Le Québec qui embauche


Édition du 03 Septembre 2016

Diversification économique : c'est le maître mot partout au Québec. Pas une région n'échappe à la volonté de multiplier les secteurs économiques porteurs. Manifestement, la leçon de l'écroulement des grands modèles de développement mono-industriel a porté. Mais les résultats varient d'une région à l'autre.




Depuis huit ans, le nombre d'employés du groupe Soucy, un fabricant de composants pour véhicules récréatifs, industriels, agricoles et de défense de Drummondville, est passé de 800 à 1 500. Plus de 1 000 travaillent à Drummondville, un peu moins de 400 sont répartis entre Saint-Jérôme et Sherbrooke, et une centaine sont en Asie. Cette croissance provient du passage de simple fournisseur à vendeur de produits propriétaires. Pas plus tard que l'an dernier, l'agrandissement des deux usines de Soucy International à Drummondville et de celle de Soucy Techno à Sherbrooke entraînait la création de plus de 160 emplois. Et le groupe Soucy ne compte pas s'arrêter en si bon chemin. Au cours des deux ou trois prochaines prochaines années, l'entreprise pourrait embaucher de 75 à 100 personnes.

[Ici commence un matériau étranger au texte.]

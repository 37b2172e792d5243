//! Runs of missing samples and per-column gap statistics.

use serde::{Deserialize, Serialize};

/// A maximal run of consecutive missing samples, in partition row order.
#[derive(Clone, Copy, Debug, Serialize, Deserialize, PartialEq, Eq)]
pub struct Gap {
    pub start: usize,
    pub len: usize,
}

impl Gap {
    pub fn end(&self) -> usize {
        self.start + self.len
    }
}

pub(crate) fn is_missing(value: Option<f64>) -> bool {
    match value {
        Some(v) => !v.is_finite(),
        None => true,
    }
}

/// All maximal missing runs. `None` and non-finite values count as missing.
pub fn missing_runs(values: &[Option<f64>]) -> Vec<Gap> {
    let mut gaps = Vec::new();
    let mut run_start: Option<usize> = None;
    for (idx, value) in values.iter().enumerate() {
        match (is_missing(*value), run_start) {
            (true, None) => run_start = Some(idx),
            (false, Some(start)) => {
                gaps.push(Gap {
                    start,
                    len: idx - start,
                });
                run_start = None;
            }
            _ => {}
        }
    }
    if let Some(start) = run_start {
        gaps.push(Gap {
            start,
            len: values.len() - start,
        });
    }
    gaps
}

#[derive(Clone, Debug, Default, Serialize, Deserialize, PartialEq, Eq)]
pub struct GapSummary {
    pub samples: usize,
    pub missing: usize,
    pub gaps: usize,
    pub longest_gap: usize,
    /// Gaps strictly longer than the limit passed to [`summarize`].
    pub gaps_over_limit: usize,
}

impl GapSummary {
    pub fn merge(&mut self, other: &GapSummary) {
        self.samples += other.samples;
        self.missing += other.missing;
        self.gaps += other.gaps;
        self.longest_gap = self.longest_gap.max(other.longest_gap);
        self.gaps_over_limit += other.gaps_over_limit;
    }
}

pub fn summarize(values: &[Option<f64>], limit: usize) -> GapSummary {
    let runs = missing_runs(values);
    GapSummary {
        samples: values.len(),
        missing: runs.iter().map(|g| g.len).sum(),
        gaps: runs.len(),
        longest_gap: runs.iter().map(|g| g.len).max().unwrap_or(0),
        gaps_over_limit: runs.iter().filter(|g| g.len > limit).count(),
    }
}

#[cfg(test)]
mod tests {
    use super::*;

    #[test]
    fn runs_cover_edges_and_nan() {
        let values = [None, Some(1.0), Some(f64::NAN), None, Some(2.0), None];
        let runs = missing_runs(&values);
        assert_eq!(
            runs,
            vec![
                Gap { start: 0, len: 1 },
                Gap { start: 2, len: 2 },
                Gap { start: 5, len: 1 },
            ]
        );
        assert_eq!(runs[1].end(), 4);
    }

    #[test]
    fn no_runs_when_complete() {
        assert!(missing_runs(&[Some(1.0), Some(2.0)]).is_empty());
        assert!(missing_runs(&[]).is_empty());
    }

    #[test]
    fn summary_counts_long_gaps() {
        let mut values = vec![Some(5.0); 4];
        values.extend(vec![None; 13]);
        values.push(Some(5.0));
        values.extend(vec![None; 3]);
        let summary = summarize(&values, 12);
        assert_eq!(summary.samples, 21);
        assert_eq!(summary.missing, 16);
        assert_eq!(summary.gaps, 2);
        assert_eq!(summary.longest_gap, 13);
        assert_eq!(summary.gaps_over_limit, 1);
    }
}
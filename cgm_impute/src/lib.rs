//! Gap-bounded imputation and glucose smoothing for 5-minute CGM datasets.
//!
//! The pipeline runs per (subject, split) partition: bounded forward/zero
//! fills, a resampled smoothing estimate aligned back onto the source grid,
//! and invalidation of the estimate across sustained glucose outages.

use std::path::PathBuf;

use serde::{Deserialize, Serialize};
use thiserror::Error;

pub mod fill;
pub mod frame;
pub mod gaps;
pub mod invalidate;
pub mod pipeline;
pub mod profile;
pub mod smooth;
pub mod sweep;
pub mod time;

pub use fill::{fill_bounded, FillClass, FillReport, FillRule};
pub use frame::Frame;
pub use gaps::{missing_runs, summarize, Gap, GapSummary};
pub use invalidate::invalidate_gaps;
pub use pipeline::{
    gap_profile, impute_file, impute_frame, DatasetReport, PartitionGaps, PartitionKey,
    PartitionReport,
};
pub use profile::{DatasetProfile, ProfileSet};
pub use smooth::{
    estimate_smoothed, GridSmoother, SmoothedSeries, SmoothingPrimitive, SmoothingStatus,
};
pub use sweep::{output_path_for, run_sweep, SkipReason, SweepConfig, SweepSummary};
pub use time::Timeline;

/// Samples per hour at the nominal 5-minute cadence.
pub const SAMPLES_PER_HOUR: usize = 12;

#[derive(Error, Debug)]
pub enum ImputeError {
    #[error("i/o error on {path}: {source}")]
    Io {
        path: PathBuf,
        #[source]
        source: std::io::Error,
    },
    #[error("csv error: {0}")]
    Csv(#[from] csv::Error),
    #[error("serialization error: {0}")]
    Serialization(#[from] serde_json::Error),
    #[error("schema mismatch: {0}")]
    SchemaMismatch(String),
    #[error("invalid timestamp '{value}' at row {row}")]
    InvalidTimestamp { row: usize, value: String },
    #[error("invalid parameter: {0}")]
    InvalidParameter(String),
    #[error("smoothing failed: {0}")]
    Smoothing(String),
    #[error("invalid profile: {0}")]
    Profile(String),
    #[error("source directory does not exist: {0}")]
    MissingDirectory(PathBuf),
}

impl ImputeError {
    pub(crate) fn io(path: impl Into<PathBuf>, source: std::io::Error) -> Self {
        ImputeError::Io {
            path: path.into(),
            source,
        }
    }
}

/// Whether a literal zero is read as "no observation" before filling.
#[derive(Clone, Copy, Debug, Serialize, Deserialize, PartialEq, Eq)]
#[serde(default)]
pub struct ZeroSentinel {
    pub forward_fill: bool,
    pub zero_fill: bool,
}

impl Default for ZeroSentinel {
    fn default() -> Self {
        Self {
            forward_fill: true,
            zero_fill: true,
        }
    }
}

/// Parameters of the default resampling smoother.
#[derive(Clone, Debug, Serialize, Deserialize, PartialEq)]
#[serde(default)]
pub struct SmootherParams {
    pub cadence_s: i64,
    pub median_window: usize,
    pub mean_window: usize,
    pub max_points: usize,
}

impl Default for SmootherParams {
    fn default() -> Self {
        Self {
            cadence_s: 300,
            median_window: 5,
            mean_window: 3,
            max_points: 2_000_000,
        }
    }
}

#[derive(Clone, Debug, Serialize, Deserialize, PartialEq)]
#[serde(default)]
pub struct ImputeParams {
    /// Longest run carried forward for biosignal columns (one hour).
    pub forward_fill_limit: usize,
    /// Longest run zero-filled for event/dose columns (one day).
    pub zero_fill_limit: usize,
    /// Fully-missing raw glucose window that invalidates the estimate (two hours).
    pub invalidation_window: usize,
    pub zero_as_missing: ZeroSentinel,
    pub smoothing: SmootherParams,
}

impl Default for ImputeParams {
    fn default() -> Self {
        Self {
            forward_fill_limit: SAMPLES_PER_HOUR,
            zero_fill_limit: 24 * SAMPLES_PER_HOUR,
            invalidation_window: 2 * SAMPLES_PER_HOUR,
            zero_as_missing: ZeroSentinel::default(),
            smoothing: SmootherParams::default(),
        }
    }
}

impl ImputeParams {
    pub fn validate(&self) -> Result<(), ImputeError> {
        if self.forward_fill_limit == 0 {
            return Err(ImputeError::InvalidParameter(
                "forward_fill_limit must be > 0".into(),
            ));
        }
        if self.zero_fill_limit == 0 {
            return Err(ImputeError::InvalidParameter(
                "zero_fill_limit must be > 0".into(),
            ));
        }
        if self.invalidation_window == 0 {
            return Err(ImputeError::InvalidParameter(
                "invalidation_window must be > 0".into(),
            ));
        }
        if self.smoothing.cadence_s <= 0 {
            return Err(ImputeError::InvalidParameter(
                "smoothing cadence must be > 0 seconds".into(),
            ));
        }
        if self.smoothing.median_window == 0 || self.smoothing.mean_window == 0 {
            return Err(ImputeError::InvalidParameter(
                "smoothing windows must be >= 1".into(),
            ));
        }
        Ok(())
    }

    /// Rule applied to a column of the given fill class.
    pub fn rule_for(&self, class: FillClass) -> FillRule {
        match class {
            FillClass::ForwardFill => FillRule {
                class,
                max_run: self.forward_fill_limit,
                zero_is_missing: self.zero_as_missing.forward_fill,
            },
            FillClass::ZeroFill => FillRule {
                class,
                max_run: self.zero_fill_limit,
                zero_is_missing: self.zero_as_missing.zero_fill,
            },
        }
    }
}

#[cfg(test)]
mod tests {
    use super::*;

    #[test]
    fn defaults_match_five_minute_cadence() {
        let params = ImputeParams::default();
        assert_eq!(params.forward_fill_limit, 12);
        assert_eq!(params.zero_fill_limit, 288);
        assert_eq!(params.invalidation_window, 24);
        assert!(params.validate().is_ok());
    }

    #[test]
    fn zero_window_is_rejected() {
        let params = ImputeParams {
            invalidation_window: 0,
            ..ImputeParams::default()
        };
        assert!(matches!(
            params.validate(),
            Err(ImputeError::InvalidParameter(_))
        ));
    }

    #[test]
    fn json_errors_convert_to_serialization() {
        let err: ImputeError = serde_json::from_str::<ImputeParams>("[").unwrap_err().into();
        assert!(matches!(err, ImputeError::Serialization(_)));
    }

    #[test]
    fn partial_params_json_keeps_defaults() {
        let params: ImputeParams =
            serde_json::from_str(r#"{"forward_fill_limit": 6}"#).unwrap();
        assert_eq!(params.forward_fill_limit, 6);
        assert_eq!(params.zero_fill_limit, 288);
        assert_eq!(params.smoothing.cadence_s, 300);
    }
}
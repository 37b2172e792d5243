//! Invalidation of the smoothed estimate across sustained raw outages.

use crate::gaps::missing_runs;

/// Clear `smoothed` over every `window`-sample span in which `raw` is
/// entirely missing. Overlapping windows union, so any raw gap of at least
/// `window` samples is cleared end to end. Returns the number of smoothed
/// samples that changed from present to missing.
///
/// Both slices are in the partition's time order and have equal length.
pub fn invalidate_gaps(raw: &[Option<f64>], smoothed: &mut [Option<f64>], window: usize) -> usize {
    if window == 0 || raw.len() != smoothed.len() {
        return 0;
    }
    let mut cleared = 0;
    for gap in missing_runs(raw).into_iter().filter(|g| g.len >= window) {
        for slot in &mut smoothed[gap.start..gap.end()] {
            if slot.take().is_some() {
                cleared += 1;
            }
        }
    }
    cleared
}
//! CSV-backed columnar table.
//!
//! Columns stay as the raw text read from disk until something asks for
//! them as numbers, so columns the pipeline never touches are written back
//! cell-for-cell as they were read. Quoting is normalized to what the CSV
//! writer needs; the input's line terminator (LF or CRLF) is kept.

use std::borrow::Cow;
use std::fs::{self, File};
use std::io::{self, Read, Write};
use std::path::{Path, PathBuf};

use crate::ImputeError;

#[derive(Clone, Debug, PartialEq)]
pub enum Column {
    Text(Vec<String>),
    Numeric(Vec<Option<f64>>),
}

impl Column {
    fn len(&self) -> usize {
        match self {
            Column::Text(v) => v.len(),
            Column::Numeric(v) => v.len(),
        }
    }
}

#[derive(Clone, Debug, Default, PartialEq)]
pub struct Frame {
    headers: Vec<String>,
    columns: Vec<Column>,
    rows: usize,
    crlf: bool,
}

impl Frame {
    pub fn read_csv(path: &Path) -> Result<Self, ImputeError> {
        let bytes = fs::read(path).map_err(|e| ImputeError::io(path, e))?;
        Self::from_bytes(&bytes)
    }

    pub fn from_reader<R: Read>(mut reader: R) -> Result<Self, ImputeError> {
        let mut bytes = Vec::new();
        reader.read_to_end(&mut bytes).map_err(csv::Error::from)?;
        Self::from_bytes(&bytes)
    }

    fn from_bytes(bytes: &[u8]) -> Result<Self, ImputeError> {
        let crlf = first_line_is_crlf(bytes);
        let mut csv_reader = csv::ReaderBuilder::new().from_reader(bytes);
        let headers: Vec<String> = csv_reader.headers()?.iter().map(str::to_string).collect();
        let mut cells: Vec<Vec<String>> = vec![Vec::new(); headers.len()];
        let mut rows = 0;
        for record in csv_reader.records() {
            let record = record?;
            for (col, cell) in cells.iter_mut().zip(record.iter()) {
                col.push(cell.to_string());
            }
            rows += 1;
        }
        Ok(Self {
            headers,
            columns: cells.into_iter().map(Column::Text).collect(),
            rows,
            crlf,
        })
    }

    pub fn len(&self) -> usize {
        self.rows
    }

    pub fn is_empty(&self) -> bool {
        self.rows == 0
    }

    pub fn headers(&self) -> &[String] {
        &self.headers
    }

    pub fn column_index(&self, name: &str) -> Option<usize> {
        self.headers.iter().position(|h| h == name)
    }

    /// One cell as text, whatever the column's current representation.
    pub fn cell(&self, col: usize, row: usize) -> Cow<'_, str> {
        match &self.columns[col] {
            Column::Text(v) => Cow::Borrowed(v[row].as_str()),
            Column::Numeric(v) => Cow::Owned(format_value(v[row])),
        }
    }

    /// All cells of a column as owned text.
    pub fn strings(&self, col: usize) -> Vec<String> {
        (0..self.rows).map(|row| self.cell(col, row).into_owned()).collect()
    }

    /// Numeric copy of a column. The frame itself is left untouched.
    pub fn numeric_values(&self, col: usize) -> Result<Vec<Option<f64>>, ImputeError> {
        match &self.columns[col] {
            Column::Numeric(values) => Ok(values.clone()),
            Column::Text(cells) => cells
                .iter()
                .enumerate()
                .map(|(row, cell)| {
                    parse_value(cell).ok_or_else(|| {
                        ImputeError::SchemaMismatch(format!(
                            "column '{}' row {}: '{}' is not numeric",
                            self.headers[col], row, cell
                        ))
                    })
                })
                .collect(),
        }
    }

    /// Write values into an existing column, or append a new column.
    pub fn set_numeric(&mut self, name: &str, values: Vec<Option<f64>>) -> Result<(), ImputeError> {
        if values.len() != self.rows {
            return Err(ImputeError::SchemaMismatch(format!(
                "column '{}' has {} rows, expected {}",
                name,
                values.len(),
                self.rows
            )));
        }
        match self.column_index(name) {
            Some(idx) => self.columns[idx] = Column::Numeric(values),
            None => {
                self.headers.push(name.to_string());
                self.columns.push(Column::Numeric(values));
            }
        }
        Ok(())
    }

    pub fn to_writer<W: Write>(&self, writer: W) -> Result<(), ImputeError> {
        Ok(self.write_records(writer)?)
    }

    fn write_records<W: Write>(&self, writer: W) -> csv::Result<()> {
        debug_assert!(self.columns.iter().all(|c| c.len() == self.rows));
        let terminator = if self.crlf {
            csv::Terminator::CRLF
        } else {
            csv::Terminator::Any(b'\n')
        };
        let mut csv_writer = csv::WriterBuilder::new()
            .terminator(terminator)
            .from_writer(writer);
        csv_writer.write_record(&self.headers)?;
        for row in 0..self.rows {
            let record: Vec<Cow<'_, str>> =
                (0..self.columns.len()).map(|col| self.cell(col, row)).collect();
            csv_writer.write_record(record.iter().map(|c| c.as_bytes()))?;
        }
        csv_writer.flush()?;
        Ok(())
    }

    /// Write to `path` via a temporary sibling, so readers never observe a
    /// partially written file.
    pub fn write_csv(&self, path: &Path) -> Result<(), ImputeError> {
        let tmp = temp_sibling(path);
        let file = File::create(&tmp).map_err(|e| ImputeError::io(&tmp, e))?;
        if let Err(err) = self.write_records(file) {
            let _ = fs::remove_file(&tmp);
            return Err(write_error(path, err));
        }
        fs::rename(&tmp, path).map_err(|e| ImputeError::io(path, e))
    }
}

/// I/O failures while writing carry the destination path.
fn write_error(path: &Path, err: csv::Error) -> ImputeError {
    let io_parts = match err.kind() {
        csv::ErrorKind::Io(source) => Some((source.kind(), source.to_string())),
        _ => None,
    };
    match io_parts {
        Some((kind, message)) => ImputeError::io(path, io::Error::new(kind, message)),
        None => ImputeError::Csv(err),
    }
}

fn first_line_is_crlf(bytes: &[u8]) -> bool {
    bytes
        .iter()
        .position(|&b| b == b'\n')
        .map_or(false, |pos| pos > 0 && bytes[pos - 1] == b'\r')
}

fn temp_sibling(path: &Path) -> PathBuf {
    let name = path
        .file_name()
        .map(|n| n.to_string_lossy().into_owned())
        .unwrap_or_else(|| "output".to_string());
    path.with_file_name(format!(".{}.tmp", name))
}

/// `Some(None)` for a missing cell, `None` if the cell is not a number.
pub fn parse_value(cell: &str) -> Option<Option<f64>> {
    let text = cell.trim();
    if text.is_empty() {
        return Some(None);
    }
    match text.to_ascii_lowercase().as_str() {
        "nan" | "na" | "n/a" | "null" | "none" => return Some(None),
        _ => {}
    }
    let value: f64 = text.parse().ok()?;
    Some(value.is_finite().then_some(value))
}

/// Render a numeric cell; missing is an empty cell, integral values keep a
/// trailing `.0` like the upstream dataset writers.
pub fn format_value(value: Option<f64>) -> String {
    match value {
        None => String::new(),
        Some(v) if v.fract() == 0.0 && v.abs() < 1e15 => format!("{:.1}", v),
        Some(v) => format!("{}", v),
    }
}

/// Parse a train/test flag cell.
pub fn parse_flag(cell: &str) -> Option<bool> {
    match cell.trim().to_ascii_lowercase().as_str() {
        "true" | "1" | "1.0" | "yes" | "t" => Some(true),
        "false" | "0" | "0.0" | "no" | "f" => Some(false),
        _ => None,
    }
}

#[cfg(test)]
mod tests {
    use super::*;

    const SAMPLE: &str = "date,id,CGM,note,is_test\n\
2018-01-01 00:00:00,559,101.0,a b,False\n\
2018-01-01 00:05:00,559,,\"x,y\",False\n\
2018-01-01 00:10:00,559,NaN,,True\n";

    #[test]
    fn untouched_columns_round_trip() {
        let frame = Frame::from_reader(SAMPLE.as_bytes()).unwrap();
        let mut out = Vec::new();
        frame.to_writer(&mut out).unwrap();
        assert_eq!(String::from_utf8(out).unwrap(), SAMPLE);
    }

    #[test]
    fn crlf_input_keeps_crlf_and_cells() {
        let input = "date,note\r\n2018-01-01 00:00:00,\"abc\"\r\n2018-01-01 00:05:00,\"x,y\"\r\n";
        let frame = Frame::from_reader(input.as_bytes()).unwrap();
        let mut out = Vec::new();
        frame.to_writer(&mut out).unwrap();
        assert_eq!(
            String::from_utf8(out).unwrap(),
            "date,note\r\n2018-01-01 00:00:00,abc\r\n2018-01-01 00:05:00,\"x,y\"\r\n"
        );
    }

    #[test]
    fn write_failure_names_destination() {
        let err = write_error(
            Path::new("out/ohio_imputed.csv"),
            csv::Error::from(io::Error::new(io::ErrorKind::Other, "disk full")),
        );
        match err {
            ImputeError::Io { path, source } => {
                assert_eq!(path, PathBuf::from("out/ohio_imputed.csv"));
                assert_eq!(source.to_string(), "disk full");
            }
            other => panic!("unexpected error: {other:?}"),
        }
    }

    #[test]
    fn numeric_parse_treats_nan_as_missing() {
        let frame = Frame::from_reader(SAMPLE.as_bytes()).unwrap();
        let cgm = frame.column_index("CGM").unwrap();
        assert_eq!(frame.numeric_values(cgm).unwrap(), vec![Some(101.0), None, None]);
        assert_eq!(frame.cell(cgm, 0), "101.0");
    }

    #[test]
    fn non_numeric_column_is_schema_mismatch() {
        let frame = Frame::from_reader(SAMPLE.as_bytes()).unwrap();
        let date = frame.column_index("date").unwrap();
        assert!(matches!(
            frame.numeric_values(date),
            Err(ImputeError::SchemaMismatch(_))
        ));
    }

    #[test]
    fn set_numeric_appends_then_replaces() {
        let mut frame = Frame::from_reader(SAMPLE.as_bytes()).unwrap();
        frame
            .set_numeric("CGM_smoothed", vec![Some(100.0), None, Some(99.5)])
            .unwrap();
        frame
            .set_numeric("CGM_smoothed", vec![Some(100.0), Some(98.0), Some(99.5)])
            .unwrap();
        assert_eq!(frame.headers().len(), 6);
        let idx = frame.column_index("CGM_smoothed").unwrap();
        assert_eq!(frame.cell(idx, 1), "98.0");
        assert_eq!(frame.cell(idx, 2), "99.5");
        assert!(frame.set_numeric("short", vec![None]).is_err());
    }

    #[test]
    fn format_and_flags() {
        assert_eq!(format_value(None), "");
        assert_eq!(format_value(Some(5.0)), "5.0");
        assert_eq!(format_value(Some(0.25)), "0.25");
        assert_eq!(parse_flag("False"), Some(false));
        assert_eq!(parse_flag(" TRUE "), Some(true));
        assert_eq!(parse_flag("maybe"), None);
    }

    #[test]
    fn write_csv_replaces_target_atomically() {
        let dir = tempfile::tempdir().unwrap();
        let path = dir.path().join("out.csv");
        fs::write(&path, "stale").unwrap();
        let frame = Frame::from_reader(SAMPLE.as_bytes()).unwrap();
        frame.write_csv(&path).unwrap();
        assert_eq!(fs::read_to_string(&path).unwrap(), SAMPLE);
        assert!(!dir.path().join(".out.csv.tmp").exists());
    }
}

Déjà, elle affiche 40 postes vacants. Mais elle a de la difficulté à les pourvoir. «Recruter de la main-d'oeuvre spécialisée, comme des concepteurs, des ingénieurs, des techniciens, mais aussi des journaliers est ardu, déplore le pdg Eric Côté. C'est même un frein potentiel à notre croissance. Nous déployons donc beaucoup d'efforts pour y remédier.» Eric Côté regarde vers les grands centres comme Montréal, Québec ou Sherbrooke, et même vers la France et la Tunisie. «Les métiers spécialisés semblent plus valorisés là-bas. Ça vaut la peine d'y recruter du personnel, malgré la paperasse et les déplacements que cela implique.»